(WHAT YOU WILL DO):
Please write out each entry exactly as it appears.

(PROVIDED DATA):
::::::::
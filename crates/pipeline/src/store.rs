//! Record store seam for the generation runner.

use async_trait::async_trait;
use sqlx::PgPool;
use webtoapp_core::types::DbId;
use webtoapp_db::models::app::{App, AppUpdate};
use webtoapp_db::repositories::AppRepo;

/// Errors from an [`AppStore`].
#[derive(Debug, thiserror::Error)]
pub enum StoreError {
    /// No app with this id exists.
    #[error("App {0} not found")]
    NotFound(DbId),

    #[error("Database error: {0}")]
    Database(#[from] sqlx::Error),

    /// Any other backend failure.
    #[error("Store unavailable: {0}")]
    Unavailable(String),
}

/// Persistence of app records as seen by the runner.
///
/// `update` must apply the whole [`AppUpdate`] atomically, keyed by id,
/// without reading the row first.
#[async_trait]
pub trait AppStore: Send + Sync {
    async fn get(&self, id: DbId) -> Result<Option<App>, StoreError>;

    /// Apply `update` and return the row as written.
    async fn update(&self, id: DbId, update: &AppUpdate) -> Result<App, StoreError>;
}

/// PostgreSQL-backed [`AppStore`].
pub struct PgAppStore {
    pool: PgPool,
}

impl PgAppStore {
    pub fn new(pool: PgPool) -> Self {
        Self { pool }
    }
}

#[async_trait]
impl AppStore for PgAppStore {
    async fn get(&self, id: DbId) -> Result<Option<App>, StoreError> {
        Ok(AppRepo::find_by_id(&self.pool, id).await?)
    }

    async fn update(&self, id: DbId, update: &AppUpdate) -> Result<App, StoreError> {
        AppRepo::update(&self.pool, id, update)
            .await?
            .ok_or(StoreError::NotFound(id))
    }
}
::::::::
(ANSWER FOR THIS EXERCISE):
filename crates/pipeline/src/store.rs
//! Record store seam for the generation runner.

use async_trait::async_trait;
use sqlx::PgPool;
use webtoapp_core::types::DbId;
use webtoapp_db::models::app::{App, AppUpdate};
use webtoapp_db::repositories::AppRepo;

/// Errors from an [`AppStore`].
#[derive(Debug, thiserror::Error)]
pub enum StoreError {
    /// No app with this id exists.
    #[error("App {0} not found")]
    NotFound(DbId),

    #[error("Database error: {0}")]
    Database(#[from] sqlx::Error),

    /// Any other backend failure.
    #[error("Store unavailable: {0}")]
    Unavailable(String),
}

/// Persistence of app records as seen by the runner.
///
/// `update` must apply the whole [`AppUpdate`] atomically, keyed by id,
/// without reading the row first.
#[async_trait]
pub trait AppStore: Send + Sync {
    async fn get(&self, id: DbId) -> Result<Option<App>, StoreError>;

    /// Apply `update` and return the row as written.
    async fn update(&self, id: DbId, update: &AppUpdate) -> Result<App, StoreError>;
}

/// PostgreSQL-backed [`AppStore`].
pub struct PgAppStore {
    pool: PgPool,
}

impl PgAppStore {
    pub fn new(pool: PgPool) -> Self {
        Self { pool }
    }
}

#[async_trait]
impl AppStore for PgAppStore {
    async fn get(&self, id: DbId) -> Result<Option<App>, StoreError> {
        Ok(AppRepo::find_by_id(&self.pool, id).await?)
    }

    async fn update(&self, id: DbId, update: &AppUpdate) -> Result<App, StoreError> {
        AppRepo::update(&self.pool, id, update)
            .await?
            .ok_or(StoreError::NotFound(id))
    }
}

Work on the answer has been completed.